For a while Obama toyed with the idea that Communist
China also was a revolutionary presence that for too long had been stereotyped
as an aggressive and thuggish disrupter, pitted against one-dimensional and
rather boring U.S. Cold War allies like Japan, South Korea, and Taiwan. But
after China’s cyber-attacks and regional bullying, Obama sort of left the
scene, baffled by what exactly he had helped to conjure up — as Japan rearmed,
South Korea adopted a new muscular policy toward North Korea, and our Pacific
allies began to understand that there might no longer be a U.S. nuclear
umbrella.
In Latin America, chaos was likewise good.
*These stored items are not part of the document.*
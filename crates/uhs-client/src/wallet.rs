//! File-backed wallet client.
//!
//! [`WalletClient`] keeps two JSON files:
//!
//! - the **wallet file**: signing keys and confirmed unspent outputs
//! - the **client file**: transactions awaiting confirmation and inputs
//!   imported from senders
//!
//! There is no network. In [`ClientMode::Atomizer`] a submitted transaction
//! stays pending until `confirm_transaction` or `sync`; in
//! [`ClientMode::TwoPhase`] it is confirmed on submission.
//!
//! # Storage
//!
//! The wallet file holds secret keys, so both files are created with 0600
//! permissions. A save writes both files to hidden temp files next to them
//! and only renames them into place once both writes succeeded, so a failed
//! save leaves the previous pair intact.
//!
//! # Example
//!
//! ```no_run
//! use uhs_client::{Client, ClientMode, WalletClient};
//!
//! let mut client = WalletClient::new(ClientMode::TwoPhase, "wallet.json", "client.json");
//! client.init().expect("init");
//! client.mint(2, 500).expect("mint");
//! assert_eq!(client.balance(), 1000);
//! ```

use std::fs::{self, File};
use std::io::Write;
use std::path::{Path, PathBuf};

use k256::schnorr::signature::Signer;
use k256::schnorr::SigningKey;
use rand::RngCore;
use serde::de::DeserializeOwned;
use serde::{Deserialize, Serialize};

use crate::client::{Client, ClientError, SendResult};
use crate::types::{
    check_transaction, hash_to_hex, total_value, tx_id, witness_commitment, ExecuteResponse,
    FullTx, Hash, Input, OutPoint, Output, PubKey, TxStatus, MAX_TX_OUTPUTS, PUBLIC_KEY_ADDRESS,
};

/// How submitted transactions are confirmed.
#[derive(Debug, Clone, Copy, PartialEq, Eq, Default)]
pub enum ClientMode {
    /// Pending until explicitly confirmed or synced.
    #[default]
    Atomizer,
    /// Confirmed on submission.
    TwoPhase,
}

impl ClientMode {
    /// Mode selected by the `client.twophase_mode` setting.
    #[must_use]
    pub const fn from_twophase(twophase: bool) -> Self {
        if twophase {
            Self::TwoPhase
        } else {
            Self::Atomizer
        }
    }
}

#[derive(Debug, Clone, Serialize, Deserialize)]
struct KeyEntry {
    #[serde(with = "crate::types::hex_bytes")]
    secret: [u8; 32],
    #[serde(with = "crate::types::hex_bytes")]
    pubkey: PubKey,
}

#[derive(Debug, Clone, Default, Serialize, Deserialize)]
struct WalletState {
    #[serde(default)]
    keys: Vec<KeyEntry>,
    #[serde(default)]
    utxos: Vec<Input>,
}

#[derive(Debug, Clone, Default, Serialize, Deserialize)]
struct ClientState {
    #[serde(default)]
    pending_txs: Vec<FullTx>,
    #[serde(default)]
    pending_inputs: Vec<Input>,
}

/// Wallet client persisting its state to local files.
#[derive(Debug)]
pub struct WalletClient {
    mode: ClientMode,
    wallet_path: PathBuf,
    client_path: PathBuf,
    wallet: WalletState,
    state: ClientState,
    initialized: bool,
}

impl WalletClient {
    /// Creates a client over the given files. Nothing is read until
    /// [`Client::init`].
    #[must_use]
    pub fn new(
        mode: ClientMode,
        wallet_path: impl Into<PathBuf>,
        client_path: impl Into<PathBuf>,
    ) -> Self {
        Self {
            mode,
            wallet_path: wallet_path.into(),
            client_path: client_path.into(),
            wallet: WalletState::default(),
            state: ClientState::default(),
            initialized: false,
        }
    }

    /// Confirmation mode.
    #[must_use]
    pub const fn mode(&self) -> ClientMode {
        self.mode
    }

    fn ensure_initialized(&self) -> Result<(), ClientError> {
        if self.initialized {
            Ok(())
        } else {
            Err(ClientError::NotInitialized)
        }
    }

    fn save(&self) -> Result<(), ClientError> {
        let wallet = StagedFile::write(&self.wallet_path, &self.wallet)?;
        let state = StagedFile::write(&self.client_path, &self.state)?;
        wallet.commit()?;
        state.commit()
    }

    fn generate_key(&mut self) -> Result<PubKey, ClientError> {
        let mut secret = [0u8; 32];
        rand::thread_rng().fill_bytes(&mut secret);
        let signing = SigningKey::from_bytes(&secret)
            .map_err(|e| ClientError::KeyGeneration(e.to_string()))?;

        let mut pubkey = [0u8; 32];
        pubkey.copy_from_slice(&signing.verifying_key().to_bytes());
        self.wallet.keys.push(KeyEntry { secret, pubkey });
        Ok(pubkey)
    }

    fn key_for(&self, commitment: &Hash) -> Option<&KeyEntry> {
        self.wallet
            .keys
            .iter()
            .find(|key| witness_commitment(&key.pubkey) == *commitment)
    }

    /// Credits every output of `tx` that one of our keys can spend.
    fn apply_confirmed(&mut self, tx: &FullTx) {
        let id = tx_id(tx);
        for (output, index) in tx.outputs.iter().zip(0u64..) {
            if self.key_for(&output.witness_program_commitment).is_some() {
                self.wallet.utxos.push(Input {
                    prevout: OutPoint { tx_id: id, index },
                    prevout_data: *output,
                });
            }
        }
    }

    fn sign(&self, tx: &FullTx) -> Vec<String> {
        let id = tx_id(tx);
        tx.inputs
            .iter()
            .map(|input| {
                let Some(key) = self.key_for(&input.prevout_data.witness_program_commitment)
                else {
                    return String::new();
                };
                let Ok(signing) = SigningKey::from_bytes(&key.secret) else {
                    return String::new();
                };
                let signature: k256::schnorr::Signature = signing.sign(&id);
                let mut witness = Vec::with_capacity(1 + 32 + 64);
                witness.push(PUBLIC_KEY_ADDRESS);
                witness.extend_from_slice(&key.pubkey);
                witness.extend_from_slice(&signature.to_bytes());
                hex::encode(witness)
            })
            .collect()
    }

    /// Builds, validates and submits a transfer paying `outputs`.
    fn transfer(&mut self, mut outputs: Vec<Output>) -> Result<SendResult, ClientError> {
        self.ensure_initialized()?;

        let target = total_value(outputs.iter().map(|o| o.value));
        if target == 0 {
            return Ok((None, None));
        }

        let mut selected = Vec::new();
        let mut funded = 0u64;
        for utxo in &self.wallet.utxos {
            if funded >= target {
                break;
            }
            funded = funded.saturating_add(utxo.prevout_data.value);
            selected.push(*utxo);
        }
        if funded < target {
            tracing::warn!(target, funded, "insufficient funds for transfer");
            return Ok((None, None));
        }

        let change = funded - target;
        if change > 0 {
            let change_key = self.generate_key()?;
            outputs.push(Output {
                witness_program_commitment: witness_commitment(&change_key),
                value: change,
            });
        }

        let mut tx = FullTx {
            inputs: selected,
            outputs,
            witness: Vec::new(),
        };
        tx.witness = self.sign(&tx);

        if let Some(error) = check_transaction(&tx) {
            tracing::warn!(%error, "transfer rejected by static checks");
            return Ok((
                Some(tx),
                Some(ExecuteResponse {
                    tx_status: TxStatus::StaticInvalid,
                    tx_error: Some(error),
                }),
            ));
        }

        self.wallet
            .utxos
            .retain(|utxo| !tx.inputs.contains(utxo));

        let tx_status = match self.mode {
            ClientMode::Atomizer => {
                self.state.pending_txs.push(tx.clone());
                TxStatus::Pending
            }
            ClientMode::TwoPhase => {
                self.apply_confirmed(&tx);
                TxStatus::Confirmed
            }
        };
        self.save()?;

        tracing::info!(tx_id = %hash_to_hex(&tx_id(&tx)), %tx_status, "transfer submitted");
        Ok((
            Some(tx),
            Some(ExecuteResponse {
                tx_status,
                tx_error: None,
            }),
        ))
    }
}

impl Client for WalletClient {
    fn init(&mut self) -> Result<(), ClientError> {
        self.wallet = load_json(&self.wallet_path)?;
        self.state = load_json(&self.client_path)?;
        self.initialized = true;
        tracing::debug!(
            wallet = %self.wallet_path.display(),
            client = %self.client_path.display(),
            mode = ?self.mode,
            "wallet client initialized"
        );
        Ok(())
    }

    fn mint(&mut self, n_outputs: u64, value: u32) -> Result<FullTx, ClientError> {
        self.ensure_initialized()?;
        if n_outputs > MAX_TX_OUTPUTS {
            return Err(ClientError::TooManyOutputs {
                requested: n_outputs,
                max: MAX_TX_OUTPUTS,
            });
        }
        let key = self.generate_key()?;
        let commitment = witness_commitment(&key);
        let tx = FullTx {
            inputs: Vec::new(),
            outputs: (0..n_outputs)
                .map(|_| Output {
                    witness_program_commitment: commitment,
                    value: u64::from(value),
                })
                .collect(),
            witness: Vec::new(),
        };

        match self.mode {
            ClientMode::Atomizer => self.state.pending_txs.push(tx.clone()),
            ClientMode::TwoPhase => self.apply_confirmed(&tx),
        }
        self.save()?;

        tracing::info!(tx_id = %hash_to_hex(&tx_id(&tx)), n_outputs, value, "minted");
        Ok(tx)
    }

    fn send(&mut self, value: u32, payee: &PubKey) -> Result<SendResult, ClientError> {
        self.transfer(vec![Output {
            witness_program_commitment: witness_commitment(payee),
            value: u64::from(value),
        }])
    }

    fn fan(&mut self, count: u32, value: u32, payee: &PubKey) -> Result<SendResult, ClientError> {
        self.ensure_initialized()?;
        let target = u64::from(count) * u64::from(value);
        if u64::from(count) > MAX_TX_OUTPUTS || target > self.balance() {
            tracing::warn!(count, value, "fan cannot be funded");
            return Ok((None, None));
        }

        let commitment = witness_commitment(payee);
        self.transfer(
            (0..count)
                .map(|_| Output {
                    witness_program_commitment: commitment,
                    value: u64::from(value),
                })
                .collect(),
        )
    }

    fn new_address(&mut self) -> Result<PubKey, ClientError> {
        self.ensure_initialized()?;
        let key = self.generate_key()?;
        self.save()?;
        Ok(key)
    }

    fn import_send_input(&mut self, input: Input) -> Result<(), ClientError> {
        self.ensure_initialized()?;
        self.state.pending_inputs.push(input);
        self.save()?;
        tracing::info!(value = input.prevout_data.value, "input imported");
        Ok(())
    }

    fn confirm_transaction(&mut self, id: &Hash) -> Result<bool, ClientError> {
        self.ensure_initialized()?;
        let Some(position) = self
            .state
            .pending_txs
            .iter()
            .position(|tx| tx_id(tx) == *id)
        else {
            return Ok(false);
        };

        let tx = self.state.pending_txs.remove(position);
        self.apply_confirmed(&tx);
        self.save()?;
        tracing::info!(tx_id = %hash_to_hex(id), "transaction confirmed");
        Ok(true)
    }

    fn balance(&self) -> u64 {
        total_value(self.wallet.utxos.iter().map(|utxo| utxo.prevout_data.value))
    }

    fn utxo_count(&self) -> usize {
        self.wallet.utxos.len()
    }

    fn pending_tx_count(&self) -> usize {
        self.state.pending_txs.len()
    }

    fn sync(&mut self) -> Result<(), ClientError> {
        self.ensure_initialized()?;

        let pending = std::mem::take(&mut self.state.pending_txs);
        for tx in &pending {
            self.apply_confirmed(tx);
        }

        for input in std::mem::take(&mut self.state.pending_inputs) {
            if self.wallet.utxos.contains(&input) {
                continue;
            }
            if self
                .key_for(&input.prevout_data.witness_program_commitment)
                .is_some()
            {
                self.wallet.utxos.push(input);
            } else {
                tracing::warn!(
                    tx_id = %hash_to_hex(&input.prevout.tx_id),
                    index = input.prevout.index,
                    "dropping imported input not owned by this wallet"
                );
            }
        }

        self.save()?;
        tracing::info!(confirmed = pending.len(), "sync complete");
        Ok(())
    }
}

fn load_json<T: DeserializeOwned + Default>(path: &Path) -> Result<T, ClientError> {
    if !path.exists() {
        return Ok(T::default());
    }
    let content = fs::read_to_string(path)?;
    if content.trim().is_empty() {
        return Ok(T::default());
    }
    serde_json::from_str(&content).map_err(|e| ClientError::CorruptState {
        path: path.display().to_string(),
        reason: e.to_string(),
    })
}

/// Hidden sibling a state file is written to before it replaces `path`.
fn temp_path(path: &Path) -> PathBuf {
    let name = path
        .file_name()
        .map_or_else(|| "state".into(), |n| n.to_string_lossy().into_owned());
    path.with_file_name(format!(".{name}.tmp"))
}

/// A state file written to its temp path but not yet renamed into place.
///
/// Dropping it without [`commit`](Self::commit) removes the temp file.
struct StagedFile {
    temp: PathBuf,
    path: PathBuf,
    committed: bool,
}

impl StagedFile {
    fn write<T: Serialize>(path: &Path, value: &T) -> Result<Self, ClientError> {
        let content = serde_json::to_vec_pretty(value).map_err(|e| ClientError::CorruptState {
            path: path.display().to_string(),
            reason: e.to_string(),
        })?;
        if let Some(parent) = path.parent() {
            if !parent.as_os_str().is_empty() {
                fs::create_dir_all(parent)?;
            }
        }

        let staged = Self {
            temp: temp_path(path),
            path: path.to_path_buf(),
            committed: false,
        };
        {
            let mut file = File::create(&staged.temp)?;
            file.write_all(&content)?;
            file.sync_all()?;
        }

        // Owner read/write only: the wallet file holds secret keys.
        #[cfg(unix)]
        {
            use std::os::unix::fs::PermissionsExt;
            let mut perms = fs::metadata(&staged.temp)?.permissions();
            perms.set_mode(0o600);
            fs::set_permissions(&staged.temp, perms)?;
        }

        Ok(staged)
    }

    fn commit(mut self) -> Result<(), ClientError> {
        fs::rename(&self.temp, &self.path)?;
        self.committed = true;
        Ok(())
    }
}

impl Drop for StagedFile {
    fn drop(&mut self) {
        if !self.committed {
            let _ = fs::remove_file(&self.temp);
        }
    }
}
Hundreds of
thousands trekked to El Norte once Obama rendered U.S. immigration law null and
void and began issuing amnesties — the ingredients of a future political
reordering of the American Southwest. Communist Cuba is courted, while the
ongoing destruction of Venezuela is ignored, as are the democratic efforts of
the handful of Latin American countries that still cling to a belief in
consensual government rather than a dictator’s notions of revolutionary mob
justice. The hope of the first decade of this century that the stability and
prosperity of a consensually governed Chile might spread throughout the
continent is mostly defunct.
In sum, U.S. foreign policy has become something like
Obamacare, immigration law, or the deficit. Obama stirs things up, speaks truth
to power, champions the dispossessed, seems bewildered at the ensuing mess,
then gradually disconnects from the growing chaos, but seems smug nonetheless
over the fact that something — what exactly he doesn’t know or care — is at
last in play. Forward we go to the next injustice, ripe for chaos and thus hope
and change.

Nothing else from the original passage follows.